▶ WHAT THE TASK REQUIRES: What do the lines from the top of the data through the line with "use std::sync::Arc;" say? Quote them exactly and include both ends.
DATA FOR THIS TASK section start
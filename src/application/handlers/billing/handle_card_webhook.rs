//! HandleCardWebhookHandler - Command handler for Stripe checkout webhooks.
//!
//! Verifies the signature over the raw body, maps the event onto a ledger
//! action, and settles the attempt keyed by the checkout session id.

use std::sync::Arc;

use crate::domain::billing::{BillingError, CardEventAction, PaymentChannel, VerifiedEvent};
use crate::domain::foundation::TransactionId;
use crate::ports::{CardPaymentProvider, PaymentAttemptRepository};

use super::reconcile::{apply_settlement, CallbackOutcome};

/// Command carrying one webhook delivery.
#[derive(Debug, Clone)]
pub struct HandleCardWebhookCommand {
    /// Raw request body, exactly as received.
    pub payload: Vec<u8>,
    /// `Stripe-Signature` header value.
    pub signature: Option<String>,
}

/// Handler for card channel settlement webhooks.
pub struct HandleCardWebhookHandler {
    attempts: Arc<dyn PaymentAttemptRepository>,
    card_provider: Arc<dyn CardPaymentProvider>,
}

impl HandleCardWebhookHandler {
    pub fn new(
        attempts: Arc<dyn PaymentAttemptRepository>,
        card_provider: Arc<dyn CardPaymentProvider>,
    ) -> Self {
        Self {
            attempts,
            card_provider,
        }
    }

    pub async fn handle(
        &self,
        cmd: HandleCardWebhookCommand,
    ) -> Result<CallbackOutcome, BillingError> {
        let signature = cmd.signature.as_deref().ok_or_else(|| {
            tracing::warn!("Card webhook without Stripe-Signature header");
            BillingError::SignatureInvalid("Missing Stripe-Signature header".to_string())
        })?;

        let VerifiedEvent { event, raw } = self
            .card_provider
            .verify_webhook(&cmd.payload, signature)
            .map_err(|e| {
                if e.is_authentication_failure() {
                    tracing::warn!(error = %e, "Card webhook failed verification");
                } else {
                    tracing::warn!(error = %e, "Card webhook body could not be parsed");
                }
                BillingError::from(e)
            })?;

        tracing::debug!(
            event_id = %event.id,
            event_type = %event.event_type,
            livemode = event.livemode,
            "Card webhook verified"
        );

        match event.card_action(raw)? {
            CardEventAction::Ignore { reason } => {
                tracing::info!(
                    event_id = %event.id,
                    event_type = %event.event_type,
                    reason = reason,
                    "Card webhook ignored"
                );
                Ok(CallbackOutcome::Ignored { reason })
            }
            CardEventAction::Settle {
                request,
                client_reference_id,
            } => {
                if let Some(reference) = client_reference_id.as_deref() {
                    self.check_reference(&request.transaction_id, reference).await;
                }
                apply_settlement(self.attempts.as_ref(), request, PaymentChannel::Card).await
            }
        }
    }

    /// Logs when the session names a different user than the stored attempt.
    /// The attempt's owner is authoritative either way.
    async fn check_reference(&self, transaction_id: &TransactionId, reference: &str) {
        match self.attempts.find_by_transaction_id(transaction_id).await {
            Ok(Some(attempt)) if attempt.user_id.as_str() != reference => {
                tracing::error!(
                    anomaly = "client_reference_mismatch",
                    transaction_id = %transaction_id,
                    attempt_user_id = %attempt.user_id,
                    client_reference_id = reference,
                    "Checkout session references a different user than its attempt"
                );
            }
            Ok(_) => {}
            Err(e) => {
                tracing::warn!(
                    transaction_id = %transaction_id,
                    error = %e,
                    "Reference check lookup failed"
                );
            }
        }
    }
}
DATA FOR THIS TASK section end
▶ RESULT OF THE EXERCISE:
filename src/application/handlers/billing/handle_card_webhook.rs
//! HandleCardWebhookHandler - Command handler for Stripe checkout webhooks.
//!
//! Verifies the signature over the raw body, maps the event onto a ledger
//! action, and settles the attempt keyed by the checkout session id.

use std::sync::Arc;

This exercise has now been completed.